→ Problem requirements:
Report every line of the records that includes the word "bindings".

(Dataset entries)

####

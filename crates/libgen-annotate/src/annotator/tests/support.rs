use crate::{
  annotator::{
    config::CodecOptions,
    orchestrator::{AnnotationOutput, Annotator},
  },
  model::{Api, Enum, EnumValue, Field, FieldType, Message, Method, PathBinding, PathInfo, PathTemplate, Service},
};

pub(super) const PACKAGE: &str = "google.cloud.secretmanager.v1";
pub(super) const CRATE_NAMESPACE: &str = "google_cloud_secretmanager_v1";

/// Fully-qualified ID of an own-package type.
pub(super) fn id(name: &str) -> String {
  format!(".{PACKAGE}.{name}")
}

pub(super) fn wkt_id(name: &str) -> String {
  format!(".google.protobuf.{name}")
}

/// Gives each field the ID `<message ID>.<field name>`.
fn owned_fields(message_id: &str, fields: Vec<Field>) -> Vec<Field> {
  fields
    .into_iter()
    .map(|mut field| {
      field.id = format!("{message_id}.{}", field.name);
      field
    })
    .collect()
}

pub(super) fn message(name: &str, fields: Vec<Field>) -> Message {
  Message::builder()
    .id(id(name))
    .name(name)
    .package(PACKAGE)
    .fields(owned_fields(&id(name), fields))
    .build()
}

/// A message declared inside `parent` (an own-package path like `Secret`).
pub(super) fn nested_message(parent: &str, name: &str, fields: Vec<Field>) -> Message {
  Message::builder()
    .id(id(&format!("{parent}.{name}")))
    .name(name)
    .package(PACKAGE)
    .parent(id(parent))
    .fields(owned_fields(&id(&format!("{parent}.{name}")), fields))
    .build()
}

pub(super) fn wkt_message(name: &str) -> Message {
  Message::builder()
    .id(wkt_id(name))
    .name(name)
    .package("google.protobuf")
    .build()
}

/// A `map<K, V>` entry nested in `parent`.
pub(super) fn map_entry(parent: &str, name: &str, key: FieldType, value: Field) -> Message {
  Message::builder()
    .id(id(&format!("{parent}.{name}")))
    .name(name)
    .package(PACKAGE)
    .parent(id(parent))
    .is_map_entry(true)
    .fields(owned_fields(
      &id(&format!("{parent}.{name}")),
      vec![Field::builder().id("key").name("key").typez(key).build(), value],
    ))
    .build()
}

pub(super) fn scalar(name: &str, typez: FieldType) -> Field {
  Field::builder().id(name).name(name).typez(typez).build()
}

pub(super) fn message_field(name: &str, type_id: impl Into<String>) -> Field {
  Field::builder()
    .id(name)
    .name(name)
    .typez(FieldType::Message)
    .type_id(type_id)
    .build()
}

pub(super) fn resource_field(name: &str) -> Field {
  Field::builder()
    .id(name)
    .name(name)
    .typez(FieldType::String)
    .resource_reference(true)
    .build()
}

pub(super) fn enumeration(name: &str, values: &[(&str, i32)]) -> Enum {
  Enum::builder()
    .id(id(name))
    .name(name)
    .package(PACKAGE)
    .values(
      values
        .iter()
        .map(|(value, number)| {
          EnumValue::builder()
            .id(id(&format!("{name}.{value}")))
            .name(*value)
            .number(*number)
            .build()
        })
        .collect(),
    )
    .build()
}

pub(super) fn binding(verb: &str, template: &str) -> PathBinding {
  PathBinding::builder()
    .verb(verb)
    .template(PathTemplate::parse(template).expect("valid test template"))
    .build()
}

/// A method of `SecretManagerService`; `output` is a full type ID.
pub(super) fn http_method(
  name: &str,
  input: &str,
  output: &str,
  bindings: Vec<PathBinding>,
  body: Option<&str>,
) -> Method {
  Method::builder()
    .id(id(&format!("SecretManagerService.{name}")))
    .name(name)
    .input_type_id(id(input))
    .output_type_id(output)
    .path_info(PathInfo::builder().bindings(bindings).maybe_body_field_path(body).build())
    .build()
}

pub(super) fn service(name: &str, methods: Vec<Method>) -> Service {
  Service::builder()
    .id(id(name))
    .name(name)
    .package(PACKAGE)
    .default_host("secretmanager.googleapis.com")
    .methods(methods)
    .build()
}

pub(super) fn api(messages: Vec<Message>, enums: Vec<Enum>, services: Vec<Service>) -> Api {
  Api::builder()
    .name("secretmanager")
    .package_name(PACKAGE)
    .title("Secret Manager API")
    .messages(messages)
    .enums(enums)
    .services(services)
    .build()
}

pub(super) fn options(pairs: &[(&str, &str)]) -> CodecOptions {
  CodecOptions::from_options(pairs.iter().copied()).expect("valid test options")
}

/// Options mapping `google.protobuf` to the `wkt` crate.
pub(super) fn wkt_options(extra: &[(&str, &str)]) -> CodecOptions {
  let mut pairs = vec![("package:wkt", "package=google-cloud-wkt,source=google.protobuf")];
  pairs.extend_from_slice(extra);
  options(&pairs)
}

pub(super) fn annotate(api: &Api, options: CodecOptions) -> AnnotationOutput {
  Annotator::new(api, options).annotate().expect("annotation should succeed")
}
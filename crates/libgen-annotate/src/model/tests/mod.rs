mod path;
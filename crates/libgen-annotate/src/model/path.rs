use std::{fmt, str::FromStr};

use serde::{Deserialize, Serialize};
use strum::Display;

#[derive(Debug, Clone, PartialEq, Eq, Display)]
pub enum PathParseError {
  #[strum(to_string = "path template '{template}' must start with '/'")]
  MissingLeadingSlash { template: String },
  #[strum(to_string = "unclosed '{{' at position {position} in '{template}'")]
  UnclosedBrace { template: String, position: usize },
  #[strum(to_string = "unmatched '}}' at position {position} in '{template}'")]
  UnmatchedClosingBrace { template: String, position: usize },
  #[strum(to_string = "nested '{{' at position {position} in '{template}'")]
  NestedBraces { template: String, position: usize },
  #[strum(to_string = "empty variable in '{template}'")]
  EmptyVariable { template: String },
  #[strum(to_string = "empty segment in '{template}'")]
  EmptySegment { template: String },
  #[strum(to_string = "wildcard '{segment}' outside a variable in '{template}'")]
  UnboundWildcard { template: String, segment: String },
}

impl std::error::Error for PathParseError {}

/// HTTP routing information for a method.
#[derive(Debug, Clone, Default, PartialEq, Eq, Serialize, Deserialize, bon::Builder)]
#[serde(rename_all = "camelCase", default)]
pub struct PathInfo {
  #[builder(default)]
  pub bindings: Vec<PathBinding>,
  /// `*` for the whole request, a top-level field name, or `None` for no body.
  #[builder(into)]
  pub body_field_path: Option<String>,
}

#[derive(Debug, Clone, PartialEq, Eq, Serialize, Deserialize, bon::Builder)]
#[serde(rename_all = "camelCase")]
pub struct PathBinding {
  #[builder(into)]
  pub verb: String,
  pub template: PathTemplate,
}

#[derive(Debug, Clone, PartialEq, Eq, Serialize, Deserialize)]
#[serde(rename_all = "snake_case")]
pub enum PathSegment {
  Literal(String),
  Variable(PathVariable),
}

/// A `{field.path=sub/template/*}` binding.
#[derive(Debug, Clone, PartialEq, Eq, Serialize, Deserialize)]
#[serde(rename_all = "camelCase")]
pub struct PathVariable {
  pub field_path: Vec<String>,
  /// Literal, `*`, and `**` segments. A bare `{name}` binds `["*"]`.
  pub segments: Vec<String>,
}

impl PathVariable {
  #[must_use]
  pub fn dotted_path(&self) -> String {
    self.field_path.join(".")
  }
}

#[derive(Debug, Clone, Default, PartialEq, Eq, Serialize, Deserialize)]
#[serde(try_from = "String", into = "String")]
pub struct PathTemplate {
  pub segments: Vec<PathSegment>,
  pub verb: Option<String>,
}

impl PathTemplate {
  pub fn parse(template: &str) -> Result<Self, PathParseError> {
    let Some(rest) = template.strip_prefix('/') else {
      return Err(PathParseError::MissingLeadingSlash {
        template: template.to_string(),
      });
    };

    let (body, verb) = split_verb(rest);
    let segments = split_top_level(template, body)?
      .into_iter()
      .map(|raw| parse_segment(template, raw))
      .collect::<Result<Vec<_>, _>>()?;

    Ok(Self {
      segments,
      verb: verb.map(ToString::to_string),
    })
  }

  pub fn variables(&self) -> impl Iterator<Item = &PathVariable> {
    self.segments.iter().filter_map(|segment| match segment {
      PathSegment::Variable(variable) => Some(variable),
      PathSegment::Literal(_) => None,
    })
  }
}

impl FromStr for PathTemplate {
  type Err = PathParseError;

  fn from_str(s: &str) -> Result<Self, Self::Err> {
    Self::parse(s)
  }
}

impl TryFrom<String> for PathTemplate {
  type Error = PathParseError;

  fn try_from(value: String) -> Result<Self, Self::Error> {
    Self::parse(&value)
  }
}

impl From<PathTemplate> for String {
  fn from(value: PathTemplate) -> Self {
    value.to_string()
  }
}

impl fmt::Display for PathTemplate {
  fn fmt(&self, f: &mut fmt::Formatter<'_>) -> fmt::Result {
    for segment in &self.segments {
      f.write_str("/")?;
      match segment {
        PathSegment::Literal(lit) => f.write_str(lit)?,
        PathSegment::Variable(variable) => {
          write!(f, "{{{}", variable.dotted_path())?;
          if variable.segments != ["*"] {
            write!(f, "={}", variable.segments.join("/"))?;
          }
          f.write_str("}")?;
        }
      }
    }
    if let Some(verb) = &self.verb {
      write!(f, ":{verb}")?;
    }
    Ok(())
  }
}

/// Splits the custom verb (`:cancel`) off the final segment, ignoring colons inside variables.
fn split_verb(rest: &str) -> (&str, Option<&str>) {
  let last_close = rest.rfind('}').map_or(0, |pos| pos + 1);
  let colon = rest[last_close..]
    .rfind(':')
    .filter(|pos| !rest[last_close + pos..].contains('/'));
  match colon {
    Some(pos) => {
      let split = last_close + pos;
      (&rest[..split], Some(&rest[split + 1..]))
    }
    None => (rest, None),
  }
}

fn split_top_level<'a>(template: &str, body: &'a str) -> Result<Vec<&'a str>, PathParseError> {
  let mut parts = vec![];
  let mut depth = 0usize;
  let mut start = 0;
  // `body` is the template minus the leading '/'.
  let offset = 1;

  for (pos, ch) in body.char_indices() {
    match ch {
      '{' if depth > 0 => {
        return Err(PathParseError::NestedBraces {
          template: template.to_string(),
          position: offset + pos,
        });
      }
      '{' => depth += 1,
      '}' if depth == 0 => {
        return Err(PathParseError::UnmatchedClosingBrace {
          template: template.to_string(),
          position: offset + pos,
        });
      }
      '}' => depth -= 1,
      '/' if depth == 0 => {
        parts.push(&body[start..pos]);
        start = pos + 1;
      }
      _ => {}
    }
  }

  if depth > 0 {
    let position = offset + body.rfind('{').unwrap_or(0);
    return Err(PathParseError::UnclosedBrace {
      template: template.to_string(),
      position,
    });
  }

  parts.push(&body[start..]);
  Ok(parts)
}

fn parse_segment(template: &str, raw: &str) -> Result<PathSegment, PathParseError> {
  if raw.is_empty() {
    return Err(PathParseError::EmptySegment {
      template: template.to_string(),
    });
  }

  let Some(inner) = raw.strip_prefix('{') else {
    if raw == "*" || raw == "**" {
      return Err(PathParseError::UnboundWildcard {
        template: template.to_string(),
        segment: raw.to_string(),
      });
    }
    return Ok(PathSegment::Literal(raw.to_string()));
  };

  let Some(inner) = inner.strip_suffix('}') else {
    return Err(PathParseError::UnclosedBrace {
      template: template.to_string(),
      position: template.find(raw).unwrap_or(0),
    });
  };

  let (field_path, sub_template) = inner.split_once('=').unwrap_or((inner, "*"));
  if field_path.is_empty() || sub_template.is_empty() {
    return Err(PathParseError::EmptyVariable {
      template: template.to_string(),
    });
  }

  let segments = sub_template.split('/').map(ToString::to_string).collect::<Vec<_>>();
  if segments.iter().any(String::is_empty) {
    return Err(PathParseError::EmptySegment {
      template: template.to_string(),
    });
  }

  Ok(PathSegment::Variable(PathVariable {
    field_path: field_path.split('.').map(ToString::to_string).collect(),
    segments,
  }))
}
//! Validated codec options.
//!
//! The upstream configuration arrives as a string-keyed map. Every key is
//! checked against the recognized set when the options are built, so an
//! unsupported option fails the pass before any annotation happens.

use std::{
  collections::{BTreeMap, BTreeSet},
  str::FromStr,
};

use strum::{Display, EnumString};

use super::errors::ConfigError;

pub(crate) const DEFAULT_MODULE_PATH: &str = "crate::model";
pub(crate) const DEFAULT_SERVICE_ADVISORY_THRESHOLD: usize = 15;
const PACKAGE_KEY_PREFIX: &str = "package:";

#[derive(Debug, Clone, Copy, PartialEq, Eq, EnumString, Display)]
#[strum(serialize_all = "kebab-case")]
enum OptionKey {
  PackageNameOverride,
  ModulePath,
  PerServiceFeatures,
  DefaultFeatures,
  IncludeGrpcOnlyMethods,
  GenerateSetterSamples,
  GenerateRpcSamples,
  BytesAlphabet,
  TemplateOverride,
  Version,
  CopyrightYear,
  NameOverrides,
  InternalTypes,
  ServiceAdvisoryThreshold,
}

/// Alphabet used by the base64 adapter for `bytes` fields.
#[derive(Debug, Clone, Copy, Default, PartialEq, Eq, EnumString, Display)]
#[strum(serialize_all = "kebab-case")]
pub enum BytesAlphabet {
  #[default]
  Standard,
  UrlSafe,
}

/// A `package:<alias>` mapping from proto packages to an external crate.
#[derive(Debug, Clone, PartialEq, Eq, bon::Builder)]
pub struct ExternPackage {
  /// Name the crate is imported under in generated code.
  #[builder(into)]
  pub alias: String,
  #[builder(into)]
  pub crate_name: String,
  #[builder(default)]
  pub sources: Vec<String>,
  #[builder(into)]
  pub feature: Option<String>,
}

#[derive(Debug, Clone, PartialEq, Eq, bon::Builder)]
#[allow(clippy::struct_excessive_bools)]
pub struct CodecOptions {
  #[builder(into)]
  pub package_name_override: Option<String>,
  #[builder(default = DEFAULT_MODULE_PATH.to_string(), into)]
  pub module_path: String,
  #[builder(default)]
  pub per_service_features: bool,
  pub default_features: Option<Vec<String>>,
  #[builder(default)]
  pub include_grpc_only_methods: bool,
  #[builder(default)]
  pub generate_setter_samples: bool,
  #[builder(default)]
  pub generate_rpc_samples: bool,
  #[builder(default)]
  pub bytes_alphabet: BytesAlphabet,
  #[builder(into)]
  pub template_override: Option<String>,
  #[builder(into)]
  pub version: Option<String>,
  #[builder(into)]
  pub copyright_year: Option<String>,
  #[builder(default)]
  pub name_overrides: BTreeMap<String, String>,
  #[builder(default)]
  pub internal_types: BTreeSet<String>,
  #[builder(default = DEFAULT_SERVICE_ADVISORY_THRESHOLD)]
  pub service_advisory_threshold: usize,
  #[builder(default)]
  pub extern_packages: Vec<ExternPackage>,
}

impl Default for CodecOptions {
  fn default() -> Self {
    Self::builder().build()
  }
}

impl CodecOptions {
  /// Builds validated options from the raw key/value map.
  pub fn from_options<'a, I>(options: I) -> Result<Self, ConfigError>
  where
    I: IntoIterator<Item = (&'a str, &'a str)>,
  {
    let mut parsed = Self::default();

    for (key, value) in options {
      if let Some(alias) = key.strip_prefix(PACKAGE_KEY_PREFIX) {
        parsed.extern_packages.push(parse_extern_package(key, alias, value)?);
        continue;
      }

      let option = OptionKey::from_str(key).map_err(|_| ConfigError::UnknownOption { key: key.to_string() })?;
      match option {
        OptionKey::PackageNameOverride => parsed.package_name_override = Some(value.to_string()),
        OptionKey::ModulePath => parsed.module_path = value.to_string(),
        OptionKey::PerServiceFeatures => parsed.per_service_features = parse_bool(key, value)?,
        OptionKey::DefaultFeatures => parsed.default_features = Some(parse_list(value)),
        OptionKey::IncludeGrpcOnlyMethods => parsed.include_grpc_only_methods = parse_bool(key, value)?,
        OptionKey::GenerateSetterSamples => parsed.generate_setter_samples = parse_bool(key, value)?,
        OptionKey::GenerateRpcSamples => parsed.generate_rpc_samples = parse_bool(key, value)?,
        OptionKey::BytesAlphabet => {
          parsed.bytes_alphabet = BytesAlphabet::from_str(value).map_err(|_| ConfigError::InvalidValue {
            key: key.to_string(),
            value: value.to_string(),
          })?;
        }
        OptionKey::TemplateOverride => parsed.template_override = Some(value.to_string()),
        OptionKey::Version => parsed.version = Some(value.to_string()),
        OptionKey::CopyrightYear => parsed.copyright_year = Some(value.to_string()),
        OptionKey::NameOverrides => parsed.name_overrides = parse_name_overrides(key, value)?,
        OptionKey::InternalTypes => parsed.internal_types = parse_list(value).into_iter().collect(),
        OptionKey::ServiceAdvisoryThreshold => {
          parsed.service_advisory_threshold = value.parse().map_err(|_| ConfigError::InvalidInteger {
            key: key.to_string(),
            value: value.to_string(),
          })?;
        }
      }
    }

    parsed.extern_packages.sort_by(|a, b| a.alias.cmp(&b.alias));
    Ok(parsed)
  }

  /// The crate name: the override, or the API package with dots replaced by dashes.
  pub fn crate_name(&self, api_package: &str) -> String {
    self
      .package_name_override
      .clone()
      .unwrap_or_else(|| api_package.trim_start_matches('.').replace('.', "-"))
  }

  pub fn extern_package_for(&self, source_package: &str) -> Option<&ExternPackage> {
    self
      .extern_packages
      .iter()
      .find(|pkg| pkg.sources.iter().any(|s| s == source_package))
  }
}

fn parse_bool(key: &str, value: &str) -> Result<bool, ConfigError> {
  match value {
    "true" => Ok(true),
    "false" => Ok(false),
    _ => Err(ConfigError::InvalidBool {
      key: key.to_string(),
      value: value.to_string(),
    }),
  }
}

fn parse_list(value: &str) -> Vec<String> {
  value
    .split(',')
    .map(str::trim)
    .filter(|s| !s.is_empty())
    .map(ToString::to_string)
    .collect()
}

fn parse_name_overrides(key: &str, value: &str) -> Result<BTreeMap<String, String>, ConfigError> {
  parse_list(value)
    .into_iter()
    .map(|entry| {
      let (id, name) = entry
        .split_once('=')
        .filter(|(id, name)| !id.is_empty() && !name.is_empty())
        .ok_or_else(|| ConfigError::InvalidNameOverride {
          key: key.to_string(),
          entry: entry.clone(),
        })?;
      Ok((id.to_string(), name.to_string()))
    })
    .collect()
}

/// Parses `package=<crate>,source=<proto package>[,source=...][,feature=<name>]`.
fn parse_extern_package(key: &str, alias: &str, value: &str) -> Result<ExternPackage, ConfigError> {
  let invalid = |reason: &str| ConfigError::InvalidPackageSpec {
    key: key.to_string(),
    value: value.to_string(),
    reason: reason.to_string(),
  };

  if alias.is_empty() {
    return Err(invalid("empty alias"));
  }

  let mut crate_name = None;
  let mut sources = vec![];
  let mut feature = None;

  for entry in parse_list(value) {
    let (sub_key, sub_value) = entry.split_once('=').ok_or_else(|| invalid("expected key=value"))?;
    match sub_key {
      "package" => crate_name = Some(sub_value.to_string()),
      "source" => sources.push(sub_value.trim_start_matches('.').to_string()),
      "feature" => feature = Some(sub_value.to_string()),
      _ => return Err(invalid(&format!("unknown key `{sub_key}`"))),
    }
  }

  let crate_name = crate_name.ok_or_else(|| invalid("missing `package`"))?;
  if sources.is_empty() {
    return Err(invalid("missing `source`"));
  }

  Ok(ExternPackage {
    alias: alias.to_string(),
    crate_name,
    sources,
    feature,
  })
}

####

→ Problem solution:
  bindings: Vec<PathBinding>,
    .path_info(PathInfo::builder().bindings(bindings).maybe_body_field_path(body).build())
  pub bindings: Vec<PathBinding>,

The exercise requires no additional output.